Pipeline (advanced)
Prefer to drive each step yourself? The granular endpoints expose the full pipeline. Most users should use Reframe a video instead.
Endpoints
| Method | Path | Purpose |
|---|---|---|
| POST | /api/v2/ingest | Download a video, returns video_id |
| POST | /api/v2/analyze | Run a model (scene_detection, face_tracking_yolov8, active_speaker, transcription, diarization) |
| POST | /api/v2/transform | Apply a transform (reframe, reframe_llm) |
| GET | /api/v2/status/{video_id} | Poll the most recent step for a video |
| GET | /api/v2/download/{video_id} | Download an output (?suffix=_reframe) |
Step order
Run the steps in sequence, polling /status/{video_id} to completed before starting the next:
Bash
# 1. Ingest → returns { video_id }
POST /api/v2/ingest { "url": "https://example.com/video.mp4" }
# 2. Scene detection
POST /api/v2/analyze { "video_id": "...", "model_type": "scene_detection" }
# 3. Face tracking
POST /api/v2/analyze { "video_id": "...", "model_type": "face_tracking_yolov8" }
# 4. Active speaker
POST /api/v2/analyze { "video_id": "...", "model_type": "active_speaker",
"parameters": { "face_tracking_model": "face_tracking_yolov8" } }
# 5. Reframe
POST /api/v2/transform { "video_id": "...", "transform_type": "reframe",
"parameters": { "face_tracking_model": "face_tracking_yolov8" } }
# 6. Download
GET /api/v2/download/{video_id}?suffix=_reframeModels & results
Each analysis runs async.

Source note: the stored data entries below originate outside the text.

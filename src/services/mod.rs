pub mod application;
pub mod email;
pub mod mailer;
pub mod project;
pub mod templates;
pub mod url;

pub use application::ApplicationService;
pub use email::{EmailService, NotificationSettings};
pub use mailer::{LogMailer, MailError, Mailer, OutgoingEmail, SmtpMailer};
pub use project::ProjectService;
pub use templates::render_job;
pub use url::UrlService;

use std::sync::Arc;

use crate::config::Config;
use crate::queue::JobQueue;
use crate::repositories::Stores;

/// Both workflows wired to the same stores and email queue
#[derive(Clone)]
pub struct Services {
    pub projects: ProjectService,
    pub applications: ApplicationService,
}

impl Services {
    pub fn new(config: &Config, stores: Stores, queue: Arc<dyn JobQueue>) -> Self {
        let email = EmailService::new(queue).with_max_retries(config.email_max_retries);
        let urls = UrlService::new(config.site_base_url.as_str());
        let settings = NotificationSettings::from_config(config);

        Self {
            projects: ProjectService::new(
                stores.clone(),
                email.clone(),
                urls.clone(),
                settings.clone(),
            ),
            applications: ApplicationService::new(stores, email, urls, settings),
        }
    }
}
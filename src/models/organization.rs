use serde::{Deserialize, Serialize};
use time::OffsetDateTime;

#[derive(Debug, Clone, Serialize, Deserialize)]
pub struct Organization {
    pub id: i32,
    pub name: String,
    pub description: Option<String>,
    /// Last time a project was posted under this organization
    pub project_updated_time: Option<OffsetDateTime>,
    pub created_at: OffsetDateTime,
}

#[derive(Debug, Deserialize)]
pub struct CreateOrganization {
    pub name: String,
    pub description: Option<String>,
}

Poll /status/{video_id}, and the result is also persisted on the volume. Available models:
| Model | Returns |
|---|---|
scene_detection | Scene boundaries (start/end time per scene) |
face_tracking_yolov8 | Tracked faces with bounding boxes over time |
active_speaker | Per-track speaking scores (see below) |
transcription | Word- and segment-level transcript |
diarization | Speaker-labelled segments (who spoke when) |
Active speaker results are track-based, not frame-by-frame:
JSON
{
"model": "active_speaker",
"video_fps": 25.0,
"total_frames": 4432,
"track_count": 2,
"tracks": [
{
"face_id": 1,
"first_seen": 0.0,
"last_seen": 12.4,
"speaking_fraction": 0.62,
"scores": [
{ "timestamp": 0.0, "frame_number": 0, "score": 0.92, "speaking": true }
]
}
]
}Billing
With the granular flow you are charged when you download the output: 1 credit per second of source video (rounded down), once per video.